Neste sentido, completa o sociólogo (idem: 31):

A massa, ou o povo, diferentemente do proletariado ou de outras classes, não se apóiam (sic) em sujeitos de uma história em marcha. A metáfora da tribo, por sua vez, permite dar conta do processo de desindividualização, da saturação da função que lhe é inerente, e da valorização do papel que cada pessoa (persona) é chamada a representar dentro dela. Está claro que, como as massas em

permanente agitação, as tribos que nelas se cristalizam tampouco são estáveis. As pessoas que compõem essas tribos podem evoluir de uma para a outra.

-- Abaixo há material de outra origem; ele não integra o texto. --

//! Profitability Summary Report
//!
//! The profit-and-loss view of a plan: services split into company and
//! outsourced staff, products split into own and third-party lines, then the
//! roll-up to net profit.

use std::io::Write;

use super::{csv_number, format_amount, format_mm, format_percent};
use crate::error::{ProfitError, ProfitResult};
use crate::models::{ProfitabilityPlan, ProfitabilitySummary, ServicePartition};
use crate::numeric::percent_of_total;
use crate::services::{apply_standards, monthly_effort, Aggregator, ExpenseStandard};

/// Profitability summary of one plan
#[derive(Debug, Clone)]
pub struct SummaryReport {
    /// Project name from the plan
    pub project: String,
    /// Delay rate the summary was computed with
    pub delay_rate: f64,
    pub summary: ProfitabilitySummary,
}

impl SummaryReport {
    /// Summarize a plan
    ///
    /// Derived expense rows with a matching standard are recomputed from the
    /// plan's monthly effort before aggregation.
    pub fn generate(
        plan: &ProfitabilityPlan,
        aggregator: &Aggregator,
        standards: &[ExpenseStandard],
    ) -> Self {
        let expenses = if standards.is_empty() {
            plan.expenses.clone()
        } else {
            apply_standards(&plan.expenses, standards, &monthly_effort(&plan.labor))
        };

        let summary = aggregator.aggregate(
            &plan.labor,
            &plan.products,
            &expenses,
            plan.extra_revenue,
            plan.extra_expense,
        );

        Self {
            project: plan.project.clone(),
            delay_rate: aggregator.policy().delay_rate,
            summary,
        }
    }

    /// Format the report for terminal display
    pub fn format_terminal(&self) -> String {
        let s = &self.summary;
        let mut output = String::new();

        if self.project.is_empty() {
            output.push_str("Profitability Summary\n");
        } else {
            output.push_str(&format!("Profitability Summary - {}\n", self.project));
        }
        output.push_str(&"=".repeat(80));
        output.push('\n');

        output.push_str(&format!(
            "{:<30} {:>14} {:>14} {:>14} {:>5}\n",
            "", "Proposal", "Cost", "Profit", "Rate"
        ));
        output.push_str(&"-".repeat(80));
        output.push('\n');

        output.push_str("\nSERVICES\n");
        for (label, partition) in [
            ("Company staff", &s.service.internal),
            ("Outsourced", &s.service.external),
        ] {
            output.push_str(&row(
                &format!("  {} ({} MM)", label, format_mm(partition.mm)),
                partition.proposal,
                partition.total_cost(),
                partition.profit(),
            ));
            output.push_str(&service_detail(partition));
        }
        output.push_str(&row(
            "  Services total",
            s.service.total.proposal,
            s.service.total.cost,
            s.service.total.profit,
        ));

        output.push_str("\nPRODUCTS\n");
        for (label, partition) in [
            ("Own products", &s.product.internal),
            ("Third-party products", &s.product.external),
        ] {
            output.push_str(&row(
                &format!("  {}", label),
                partition.proposal,
                partition.cost,
                partition.margin,
            ));
        }
        output.push_str(&row(
            "  Products total",
            s.product.total.proposal,
            s.product.total.cost,
            s.product.total.profit,
        ));

        output.push_str(&"-".repeat(80));
        output.push('\n');
        output.push_str(&row(
            "Core",
            s.total_revenue,
            s.total_cost_before_extra,
            s.core_profit,
        ));
        output.push_str(&format!(
            "{:<30} {:>14}\n",
            "  + Extra revenue",
            format_amount(s.extra_revenue)
        ));
        output.push_str(&format!(
            "{:<30} {:>14}\n",
            "  - Extra expense",
            format_amount(s.extra_expense)
        ));
        output.push_str(&row("NET", s.total_revenue, s.total_cost, s.net_profit));

        output.push('\n');
        output.push_str(&format!(
            "Effort: {} MM company, {} MM outsourced, {} MM total\n",
            format_mm(s.our_mm),
            format_mm(s.others_mm),
            format_mm(s.total_mm())
        ));
        if self.delay_rate > 0.0 {
            output.push_str(&format!(
                "Delay cost rate: {}\n",
                format_percent(self.delay_rate * 100.0)
            ));
        }
        if s.is_loss() {
            output.push_str("\n* Net loss\n");
        }

        output
    }

    /// Export the report to CSV format
    pub fn export_csv<W: Write>(&self, writer: &mut W) -> ProfitResult<()> {
        let s = &self.summary;
        let mut wtr = csv::Writer::from_writer(writer);

        wtr.write_record(["Section", "Line", "Proposal", "Cost", "Profit", "Rate"])?;

        let mut record = |section: &str, line: &str, proposal: f64, cost: f64, profit: f64| {
            wtr.write_record([
                section.to_string(),
                line.to_string(),
                csv_number(proposal),
                csv_number(cost),
                csv_number(profit),
                csv_number(percent_of_total(profit, proposal)),
            ])
        };

        for (line, p) in [
            ("Company staff", &s.service.internal),
            ("Outsourced", &s.service.external),
        ] {
            record("Services", line, p.proposal, p.total_cost(), p.profit())?;
        }
        record(
            "Services",
            "TOTAL",
            s.service.total.proposal,
            s.service.total.cost,
            s.service.total.profit,
        )?;

        for (line, p) in [
            ("Own products", &s.product.internal),
            ("Third-party products", &s.product.external),
        ] {
            record("Products", line, p.proposal, p.cost, p.margin)?;
        }
        record(
            "Products",
            "TOTAL",
            s.product.total.proposal,
            s.product.total.cost,
            s.product.total.profit,
        )?;

        record(
            "Summary",
            "Core",
            s.total_revenue,
            s.total_cost_before_extra,
            s.core_profit,
        )?;
        record("Summary", "Extra revenue", s.extra_revenue, 0.0, s.extra_revenue)?;
        record("Summary", "Extra expense", 0.0, s.extra_expense, -s.extra_expense)?;
        record("Summary", "NET", s.total_revenue, s.total_cost, s.net_profit)?;

        wtr.flush()
            .map_err(|e| ProfitError::Export(format!("Failed to flush CSV: {}", e)))?;

        Ok(())
    }
}

fn row(label: &str, proposal: f64, cost: f64, profit: f64) -> String {
    format!(
        "{:<30} {:>14} {:>14} {:>14} {:>5}\n",
        label,
        format_amount(proposal),
        format_amount(cost),
        format_amount(profit),
        format_percent(percent_of_total(profit, proposal))
    )
}

fn service_detail(partition: &ServicePartition) -> String {
    let mut output = String::new();
    for (label, amount) in [
        ("labor", partition.cost),
        ("delay", partition.delay),
        ("special expenses", partition.special_expense),
        ("general expenses", partition.general_expense),
    ] {
        if amount != 0.0 {
            output.push_str(&format!(
                "    {:<26} {:>14} {:>14}\n",
                label,
                "",
                format_amount(amount)
            ));
        }
    }
    output
}

#[cfg(test)]
mod tests {
    use super::*;
    use crate::models::{
        ExpenseCategory, ExpenseItem, LaborAllocationItem, LaborCategory, ProductCategory,
        ProductSaleItem,
    };
    use crate::services::{AggregationPolicy, EffortBasis};

    fn sample_plan() -> ProfitabilityPlan {
        let mut plan = ProfitabilityPlan::new("Portal renewal");
        plan.labor = vec![
            LaborAllocationItem::new(LaborCategory::Company)
                .with_month("2025-01", 1.0)
                .with_month("2025-02", 1.0)
                .with_unit_prices(1000.0, 700.0),
            LaborAllocationItem::new(LaborCategory::External)
                .with_month("2025-01", 1.0)
                .with_unit_prices(800.0, 600.0),
        ];
        plan.products = vec![ProductSaleItem::new(ProductCategory::ThirdParty, 1.0, 500.0)
            .with_cost(400.0)];
        plan.expenses = vec![ExpenseItem::new(ExpenseCategory::General, "Meals")
            .with_month("2025-01", 10.0)];
        plan
    }

    #[test]
    fn test_generate_report() {
        let report = SummaryReport::generate(&sample_plan(), &Aggregator::default(), &[]);

        assert_eq!(report.project, "Portal renewal");
        assert_eq!(report.summary.total_revenue, 3300.0);
        // services: 2000 - 1400 - 10 + 800 - 600, products: 100
        assert_eq!(report.summary.net_profit, 890.0);
    }

    #[test]
    fn test_standards_recompute_expenses() {
        let standards = vec![ExpenseStandard::new("Meals", EffortBasis::All, 50.0)];
        let report = SummaryReport::generate(&sample_plan(), &Aggregator::default(), &standards);

        // Jan: 2 MM × 50, Feb: 1 MM × 50
        assert_eq!(report.summary.service.internal.general_expense, 150.0);
    }

    #[test]
    fn test_terminal_format() {
        let aggregator = Aggregator::new(AggregationPolicy::with_delay_rate(0.1));
        let report = SummaryReport::generate(&sample_plan(), &aggregator, &[]);
        let output = report.format_terminal();

        assert!(output.contains("Profitability Summary - Portal renewal"));
        assert!(output.contains("Company staff (2.00 MM)"));
        assert!(output.contains("Products total"));
        assert!(output.contains("NET"));
        assert!(output.contains("Delay cost rate: 10.0%"));
        assert!(!output.contains("Net loss"));
    }

    #[test]
    fn test_loss_is_flagged() {
        let mut plan = sample_plan();
        plan.extra_expense = 5000.0;
        let report = SummaryReport::generate(&plan, &Aggregator::default(), &[]);
        assert!(report.format_terminal().contains("* Net loss"));
    }

    #[test]
    fn test_csv_export() {
        let report = SummaryReport::generate(&sample_plan(), &Aggregator::default(), &[]);

        let mut csv_output = Vec::new();
        report.export_csv(&mut csv_output).unwrap();

        let csv_string = String::from_utf8(csv_output).unwrap();
        assert!(csv_string.starts_with("Section,Line,Proposal,Cost,Profit,Rate"));
        assert!(csv_string.contains("Products,Third-party products,500.00,400.00,100.00,20.00"));
        assert!(csv_string.contains("Summary,NET,3300.00"));
    }

    #[test]
    fn test_empty_plan() {
        let report =
            SummaryReport::generate(&ProfitabilityPlan::default(), &Aggregator::default(), &[]);
        let output = report.format_terminal();
        assert!(output.starts_with("Profitability Summary\n"));
        assert!(output.contains("0.0%"));
    }
}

Obedecendo, porém, o critério de seleção dos grupos estritamente caracterizados, conforme os

moldes descritos acima, como de pertencimento identitário, nos foi possível chegar à formulação de um rol

integrado por cinco unidades: os burgueses, os evangélicos, os favelados, os negros e os nordestinos.

Curiosamente, mais tarde, viríamos encontrar na obra em que Zuenir Ventura descreve o Rio de Janeiro com

uma Cidade Partida, uma passagem extraída de um livro do jornalista Paulo Francis em que este diz:

“existia, claro, o pau-de-arara, o pobre, a personagem do morro, mas em quantidades muito menores e não

intromissivas. As ruas da Zona Sul eram 'nossas', da classe média e acima”, (apud Ventura, 1994: 19).

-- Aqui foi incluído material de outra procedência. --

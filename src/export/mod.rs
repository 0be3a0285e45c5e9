//! Export module for profit-calc
//!
//! Writes computed results as versioned documents:
//! - JSON: machine-readable, for downstream tooling
//! - YAML: human-readable, for review packs
//!
//! CSV tables come from the `reports` module.

pub mod json;
pub mod yaml;

pub use json::{export_json, ExportDocument, EXPORT_SCHEMA_VERSION};
pub use yaml::export_yaml;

Malgrado a inegável expressão de preconceito, as memórias de Francis não deixam dúvida que, em

1980 (ano da publicação), já era visível o recorte da população carioca em grupos de pertencimento

identitário como os nordestinos, tratados, pelo autor, pelo pejorativo paus-de-arara (bastante popular até o

advento do politicamente correto); os favelados, lembrados como a personagem do morro; os burgueses,

encerrados na expressão classe média e acima; e, seguramente, os negros, referidos por meio do eufemismo:

o pobre. E, se o mesmo se quedou silente com relação ao evangélicos foi apenas porque, à ocasião, como se

sabe, o fenômeno neo-pentecostal ainda não havia despontado.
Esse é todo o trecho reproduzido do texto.